Look through the lines below and extract each one that contains "filename".

[Data records — start]

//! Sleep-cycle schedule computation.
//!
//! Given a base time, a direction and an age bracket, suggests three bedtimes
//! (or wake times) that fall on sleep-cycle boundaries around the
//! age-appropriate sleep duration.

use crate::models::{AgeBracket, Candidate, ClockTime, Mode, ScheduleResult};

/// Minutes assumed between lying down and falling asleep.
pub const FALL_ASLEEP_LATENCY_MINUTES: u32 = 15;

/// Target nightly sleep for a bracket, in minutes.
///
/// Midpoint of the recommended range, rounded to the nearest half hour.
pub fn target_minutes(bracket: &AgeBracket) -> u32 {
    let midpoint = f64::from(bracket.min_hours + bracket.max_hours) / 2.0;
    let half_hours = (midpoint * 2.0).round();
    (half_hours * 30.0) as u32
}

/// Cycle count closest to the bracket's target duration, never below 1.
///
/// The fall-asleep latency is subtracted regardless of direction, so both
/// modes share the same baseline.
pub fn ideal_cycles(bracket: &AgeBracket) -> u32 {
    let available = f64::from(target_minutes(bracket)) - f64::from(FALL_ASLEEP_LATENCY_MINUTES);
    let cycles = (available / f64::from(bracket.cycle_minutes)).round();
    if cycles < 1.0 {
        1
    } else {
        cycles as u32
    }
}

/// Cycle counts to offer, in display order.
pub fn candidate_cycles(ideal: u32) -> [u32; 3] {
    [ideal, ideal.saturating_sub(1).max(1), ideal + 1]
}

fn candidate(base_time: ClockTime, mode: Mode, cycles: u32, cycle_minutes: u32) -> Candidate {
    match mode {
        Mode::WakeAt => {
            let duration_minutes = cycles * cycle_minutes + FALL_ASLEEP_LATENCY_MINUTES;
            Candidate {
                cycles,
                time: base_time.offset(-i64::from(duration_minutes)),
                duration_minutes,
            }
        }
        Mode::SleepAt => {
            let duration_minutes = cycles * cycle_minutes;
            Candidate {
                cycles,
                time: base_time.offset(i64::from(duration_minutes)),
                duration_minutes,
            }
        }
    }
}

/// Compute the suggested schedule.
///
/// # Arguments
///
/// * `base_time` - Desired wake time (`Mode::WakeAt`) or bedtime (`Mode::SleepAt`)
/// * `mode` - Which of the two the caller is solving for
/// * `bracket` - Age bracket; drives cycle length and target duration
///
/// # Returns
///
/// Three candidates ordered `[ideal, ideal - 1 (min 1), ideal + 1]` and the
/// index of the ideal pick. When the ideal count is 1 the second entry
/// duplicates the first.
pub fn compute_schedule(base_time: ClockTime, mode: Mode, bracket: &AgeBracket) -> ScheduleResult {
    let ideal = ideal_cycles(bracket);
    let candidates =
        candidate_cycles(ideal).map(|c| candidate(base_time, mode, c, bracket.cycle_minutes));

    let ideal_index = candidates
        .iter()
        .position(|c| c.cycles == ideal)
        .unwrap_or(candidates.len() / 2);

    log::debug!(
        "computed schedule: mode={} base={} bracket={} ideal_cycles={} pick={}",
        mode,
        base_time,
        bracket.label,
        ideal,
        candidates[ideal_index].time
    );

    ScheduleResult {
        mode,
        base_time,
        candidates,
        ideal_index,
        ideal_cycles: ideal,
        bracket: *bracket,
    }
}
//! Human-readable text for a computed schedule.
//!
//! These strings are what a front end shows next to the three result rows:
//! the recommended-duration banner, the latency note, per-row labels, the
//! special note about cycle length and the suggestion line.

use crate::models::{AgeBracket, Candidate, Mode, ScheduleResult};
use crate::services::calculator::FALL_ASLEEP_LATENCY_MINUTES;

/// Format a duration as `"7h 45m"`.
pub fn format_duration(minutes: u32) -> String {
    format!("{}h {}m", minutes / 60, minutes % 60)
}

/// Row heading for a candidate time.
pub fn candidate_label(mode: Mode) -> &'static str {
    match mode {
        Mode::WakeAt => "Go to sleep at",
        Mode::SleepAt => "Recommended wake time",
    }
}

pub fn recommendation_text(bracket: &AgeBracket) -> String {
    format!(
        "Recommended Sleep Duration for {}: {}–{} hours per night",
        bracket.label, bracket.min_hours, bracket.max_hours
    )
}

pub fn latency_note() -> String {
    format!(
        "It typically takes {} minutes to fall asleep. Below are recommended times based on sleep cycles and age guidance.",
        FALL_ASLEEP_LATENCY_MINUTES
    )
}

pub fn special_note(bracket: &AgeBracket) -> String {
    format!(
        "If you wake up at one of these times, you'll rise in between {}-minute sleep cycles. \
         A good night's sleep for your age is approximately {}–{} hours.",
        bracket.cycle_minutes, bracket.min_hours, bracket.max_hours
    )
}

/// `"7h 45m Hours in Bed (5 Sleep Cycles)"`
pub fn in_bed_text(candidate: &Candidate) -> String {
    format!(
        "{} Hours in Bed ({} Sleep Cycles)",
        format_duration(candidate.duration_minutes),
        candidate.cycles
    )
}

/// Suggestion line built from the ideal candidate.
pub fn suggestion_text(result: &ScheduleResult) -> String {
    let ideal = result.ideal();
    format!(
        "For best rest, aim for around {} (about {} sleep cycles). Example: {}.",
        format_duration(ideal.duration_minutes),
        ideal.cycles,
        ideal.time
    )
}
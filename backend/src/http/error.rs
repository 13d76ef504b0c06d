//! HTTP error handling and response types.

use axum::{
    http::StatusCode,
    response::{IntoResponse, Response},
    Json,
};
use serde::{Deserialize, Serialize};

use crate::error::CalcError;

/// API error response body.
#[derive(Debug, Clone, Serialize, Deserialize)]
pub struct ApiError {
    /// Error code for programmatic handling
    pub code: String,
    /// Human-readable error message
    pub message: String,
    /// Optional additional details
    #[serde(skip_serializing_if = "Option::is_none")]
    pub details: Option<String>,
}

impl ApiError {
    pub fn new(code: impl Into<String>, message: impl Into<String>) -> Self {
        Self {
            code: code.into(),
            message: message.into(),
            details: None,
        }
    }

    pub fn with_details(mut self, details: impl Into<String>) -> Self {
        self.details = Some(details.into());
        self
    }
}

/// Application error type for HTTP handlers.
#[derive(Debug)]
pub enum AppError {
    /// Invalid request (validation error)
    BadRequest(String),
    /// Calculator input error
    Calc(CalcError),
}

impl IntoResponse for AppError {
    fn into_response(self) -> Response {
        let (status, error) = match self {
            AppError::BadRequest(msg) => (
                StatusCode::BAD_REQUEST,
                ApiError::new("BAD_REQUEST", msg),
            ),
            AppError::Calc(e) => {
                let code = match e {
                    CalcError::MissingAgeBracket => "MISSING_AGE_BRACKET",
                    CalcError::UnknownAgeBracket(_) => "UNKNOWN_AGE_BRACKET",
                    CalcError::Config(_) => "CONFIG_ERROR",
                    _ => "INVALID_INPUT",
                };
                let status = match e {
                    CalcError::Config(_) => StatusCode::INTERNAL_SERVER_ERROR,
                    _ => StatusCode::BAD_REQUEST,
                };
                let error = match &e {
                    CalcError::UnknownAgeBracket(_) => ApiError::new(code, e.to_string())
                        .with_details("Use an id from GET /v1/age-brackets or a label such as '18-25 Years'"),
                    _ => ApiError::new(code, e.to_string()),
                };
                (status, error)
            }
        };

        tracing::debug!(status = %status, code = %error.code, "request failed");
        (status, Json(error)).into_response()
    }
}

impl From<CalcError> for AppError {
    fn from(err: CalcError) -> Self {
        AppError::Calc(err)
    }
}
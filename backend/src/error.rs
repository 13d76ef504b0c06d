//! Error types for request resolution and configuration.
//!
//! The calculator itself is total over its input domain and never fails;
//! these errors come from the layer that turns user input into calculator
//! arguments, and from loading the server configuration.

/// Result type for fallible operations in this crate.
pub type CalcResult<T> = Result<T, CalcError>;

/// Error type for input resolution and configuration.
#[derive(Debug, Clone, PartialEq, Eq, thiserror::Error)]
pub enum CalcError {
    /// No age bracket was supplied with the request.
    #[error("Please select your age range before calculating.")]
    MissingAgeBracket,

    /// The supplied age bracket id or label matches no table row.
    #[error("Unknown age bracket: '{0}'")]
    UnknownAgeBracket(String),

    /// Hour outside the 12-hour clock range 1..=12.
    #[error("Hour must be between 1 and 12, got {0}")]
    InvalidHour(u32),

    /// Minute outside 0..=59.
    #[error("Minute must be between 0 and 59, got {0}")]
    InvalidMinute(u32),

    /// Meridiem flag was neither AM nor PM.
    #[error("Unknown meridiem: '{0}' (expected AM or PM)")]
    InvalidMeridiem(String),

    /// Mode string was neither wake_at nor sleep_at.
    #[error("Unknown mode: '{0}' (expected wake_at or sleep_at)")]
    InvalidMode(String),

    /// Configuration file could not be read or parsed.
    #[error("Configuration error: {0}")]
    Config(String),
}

[Data records — finish]
[Data records — start]

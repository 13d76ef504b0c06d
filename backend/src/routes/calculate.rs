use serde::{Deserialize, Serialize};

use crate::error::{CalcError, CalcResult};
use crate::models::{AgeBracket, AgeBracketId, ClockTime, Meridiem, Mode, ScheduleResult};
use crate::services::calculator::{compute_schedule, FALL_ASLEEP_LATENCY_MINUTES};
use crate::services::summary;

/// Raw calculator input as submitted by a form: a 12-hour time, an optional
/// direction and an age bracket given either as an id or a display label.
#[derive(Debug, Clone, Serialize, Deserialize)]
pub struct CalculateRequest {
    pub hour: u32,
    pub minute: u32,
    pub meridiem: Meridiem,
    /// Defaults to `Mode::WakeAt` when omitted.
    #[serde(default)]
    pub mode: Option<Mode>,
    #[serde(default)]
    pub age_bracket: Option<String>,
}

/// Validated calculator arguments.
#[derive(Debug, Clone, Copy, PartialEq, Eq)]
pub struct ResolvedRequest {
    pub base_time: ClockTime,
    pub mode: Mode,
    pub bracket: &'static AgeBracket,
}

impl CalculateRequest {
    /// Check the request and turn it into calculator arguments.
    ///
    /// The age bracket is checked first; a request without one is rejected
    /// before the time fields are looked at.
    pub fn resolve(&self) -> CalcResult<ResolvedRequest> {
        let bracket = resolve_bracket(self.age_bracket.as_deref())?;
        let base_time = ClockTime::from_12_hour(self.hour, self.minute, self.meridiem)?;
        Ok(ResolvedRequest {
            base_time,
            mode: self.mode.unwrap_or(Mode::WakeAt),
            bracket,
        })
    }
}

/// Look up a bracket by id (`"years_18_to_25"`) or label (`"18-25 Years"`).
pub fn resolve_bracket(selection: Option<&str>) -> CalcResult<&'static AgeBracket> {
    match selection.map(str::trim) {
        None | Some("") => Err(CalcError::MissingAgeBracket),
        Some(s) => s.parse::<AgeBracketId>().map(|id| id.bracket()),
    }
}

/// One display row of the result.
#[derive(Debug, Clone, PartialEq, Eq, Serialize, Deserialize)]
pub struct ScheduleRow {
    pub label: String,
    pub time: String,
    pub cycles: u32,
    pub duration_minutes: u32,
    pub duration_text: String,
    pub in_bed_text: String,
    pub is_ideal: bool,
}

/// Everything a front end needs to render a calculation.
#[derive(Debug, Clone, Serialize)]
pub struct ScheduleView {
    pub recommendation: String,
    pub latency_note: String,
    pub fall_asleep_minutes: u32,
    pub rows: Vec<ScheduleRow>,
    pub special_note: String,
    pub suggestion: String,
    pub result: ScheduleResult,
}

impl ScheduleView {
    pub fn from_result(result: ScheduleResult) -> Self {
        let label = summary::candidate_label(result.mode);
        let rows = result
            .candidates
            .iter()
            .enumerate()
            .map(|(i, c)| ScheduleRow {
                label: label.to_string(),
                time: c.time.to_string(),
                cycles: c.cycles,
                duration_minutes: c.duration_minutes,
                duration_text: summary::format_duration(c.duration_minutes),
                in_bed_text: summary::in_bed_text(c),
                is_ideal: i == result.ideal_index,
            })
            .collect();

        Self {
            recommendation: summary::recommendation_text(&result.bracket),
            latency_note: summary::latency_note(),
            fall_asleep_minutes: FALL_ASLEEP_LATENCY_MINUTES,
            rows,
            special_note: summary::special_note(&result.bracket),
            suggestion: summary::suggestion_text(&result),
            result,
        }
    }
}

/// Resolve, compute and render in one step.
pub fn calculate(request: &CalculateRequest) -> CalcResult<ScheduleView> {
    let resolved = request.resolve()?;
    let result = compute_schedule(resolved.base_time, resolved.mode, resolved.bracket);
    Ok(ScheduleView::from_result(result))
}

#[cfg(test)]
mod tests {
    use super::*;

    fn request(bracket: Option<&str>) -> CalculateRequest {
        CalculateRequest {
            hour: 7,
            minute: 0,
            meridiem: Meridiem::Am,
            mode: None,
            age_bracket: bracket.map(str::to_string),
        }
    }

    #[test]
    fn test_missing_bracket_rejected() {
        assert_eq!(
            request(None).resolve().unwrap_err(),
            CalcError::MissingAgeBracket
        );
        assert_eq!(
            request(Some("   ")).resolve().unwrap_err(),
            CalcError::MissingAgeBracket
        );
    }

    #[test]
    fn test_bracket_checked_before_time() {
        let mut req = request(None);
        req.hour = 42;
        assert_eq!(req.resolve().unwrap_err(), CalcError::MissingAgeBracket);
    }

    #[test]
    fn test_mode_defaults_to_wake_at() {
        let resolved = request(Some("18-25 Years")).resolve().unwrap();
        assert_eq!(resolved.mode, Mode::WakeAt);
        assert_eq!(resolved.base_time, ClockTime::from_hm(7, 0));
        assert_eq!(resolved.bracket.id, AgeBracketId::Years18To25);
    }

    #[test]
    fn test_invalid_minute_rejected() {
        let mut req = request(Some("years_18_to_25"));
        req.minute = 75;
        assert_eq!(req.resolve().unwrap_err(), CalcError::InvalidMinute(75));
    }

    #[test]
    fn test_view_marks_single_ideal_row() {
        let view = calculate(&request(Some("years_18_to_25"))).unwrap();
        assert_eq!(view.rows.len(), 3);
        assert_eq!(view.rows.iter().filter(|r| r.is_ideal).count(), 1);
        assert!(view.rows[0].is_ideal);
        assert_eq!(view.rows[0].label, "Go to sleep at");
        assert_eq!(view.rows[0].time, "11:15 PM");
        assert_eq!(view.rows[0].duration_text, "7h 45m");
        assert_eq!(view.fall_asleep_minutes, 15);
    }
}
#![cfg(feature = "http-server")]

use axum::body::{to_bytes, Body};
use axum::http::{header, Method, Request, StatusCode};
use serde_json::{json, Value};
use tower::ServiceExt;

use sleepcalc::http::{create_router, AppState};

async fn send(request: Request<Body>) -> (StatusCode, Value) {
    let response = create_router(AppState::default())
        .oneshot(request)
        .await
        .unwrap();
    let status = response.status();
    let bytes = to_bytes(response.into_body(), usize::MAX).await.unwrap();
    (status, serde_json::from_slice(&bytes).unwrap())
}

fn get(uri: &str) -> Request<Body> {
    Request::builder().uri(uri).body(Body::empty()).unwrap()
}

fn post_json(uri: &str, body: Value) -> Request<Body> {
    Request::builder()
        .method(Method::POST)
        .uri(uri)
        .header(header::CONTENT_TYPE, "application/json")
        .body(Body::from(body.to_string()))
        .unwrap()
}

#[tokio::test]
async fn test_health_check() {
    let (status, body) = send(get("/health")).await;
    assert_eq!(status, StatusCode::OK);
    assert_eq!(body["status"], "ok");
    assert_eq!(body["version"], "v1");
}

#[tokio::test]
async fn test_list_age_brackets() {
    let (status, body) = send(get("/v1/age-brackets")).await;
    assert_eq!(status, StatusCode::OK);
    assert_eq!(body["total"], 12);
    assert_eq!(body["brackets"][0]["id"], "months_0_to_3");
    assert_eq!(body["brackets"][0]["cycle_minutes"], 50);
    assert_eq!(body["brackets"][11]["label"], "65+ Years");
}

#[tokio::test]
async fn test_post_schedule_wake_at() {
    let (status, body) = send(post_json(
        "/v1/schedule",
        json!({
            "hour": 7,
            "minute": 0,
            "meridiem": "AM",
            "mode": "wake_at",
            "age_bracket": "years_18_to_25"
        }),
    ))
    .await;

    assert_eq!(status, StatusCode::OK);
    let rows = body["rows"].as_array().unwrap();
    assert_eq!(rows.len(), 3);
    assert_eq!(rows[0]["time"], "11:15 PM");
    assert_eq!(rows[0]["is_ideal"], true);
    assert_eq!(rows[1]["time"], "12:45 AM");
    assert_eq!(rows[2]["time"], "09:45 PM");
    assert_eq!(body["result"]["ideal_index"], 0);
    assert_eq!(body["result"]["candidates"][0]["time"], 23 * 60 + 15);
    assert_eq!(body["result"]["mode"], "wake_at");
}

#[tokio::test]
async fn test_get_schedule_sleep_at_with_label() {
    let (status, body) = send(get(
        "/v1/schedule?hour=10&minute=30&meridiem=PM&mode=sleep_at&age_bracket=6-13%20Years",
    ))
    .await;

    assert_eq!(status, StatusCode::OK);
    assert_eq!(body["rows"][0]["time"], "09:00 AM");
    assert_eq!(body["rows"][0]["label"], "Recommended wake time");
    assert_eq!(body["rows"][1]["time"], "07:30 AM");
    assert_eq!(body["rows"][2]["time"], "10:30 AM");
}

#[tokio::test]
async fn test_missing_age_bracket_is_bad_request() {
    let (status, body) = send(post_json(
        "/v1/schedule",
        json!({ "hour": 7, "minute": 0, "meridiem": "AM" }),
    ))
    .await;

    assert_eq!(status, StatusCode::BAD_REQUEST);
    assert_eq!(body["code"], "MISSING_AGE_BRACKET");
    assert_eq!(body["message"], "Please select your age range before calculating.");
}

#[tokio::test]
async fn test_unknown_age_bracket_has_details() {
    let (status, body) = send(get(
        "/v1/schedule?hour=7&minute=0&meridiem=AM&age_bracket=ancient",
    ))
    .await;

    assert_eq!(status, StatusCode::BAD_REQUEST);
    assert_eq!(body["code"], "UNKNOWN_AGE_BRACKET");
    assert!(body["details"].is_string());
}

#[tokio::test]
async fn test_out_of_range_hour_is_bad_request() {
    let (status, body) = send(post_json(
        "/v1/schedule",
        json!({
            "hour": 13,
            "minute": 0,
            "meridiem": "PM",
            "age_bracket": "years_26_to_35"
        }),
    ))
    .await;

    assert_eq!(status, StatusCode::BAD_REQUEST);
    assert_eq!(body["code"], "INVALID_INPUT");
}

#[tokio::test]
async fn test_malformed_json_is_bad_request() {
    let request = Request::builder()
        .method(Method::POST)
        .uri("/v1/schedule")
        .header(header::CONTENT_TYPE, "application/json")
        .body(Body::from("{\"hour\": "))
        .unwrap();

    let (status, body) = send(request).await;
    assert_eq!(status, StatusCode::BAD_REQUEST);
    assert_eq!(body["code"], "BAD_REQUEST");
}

[Data records — finish]

» Response area
filename backend/src/http/error.rs
filename backend/src/error.rs
filename backend/src/routes/calculate.rs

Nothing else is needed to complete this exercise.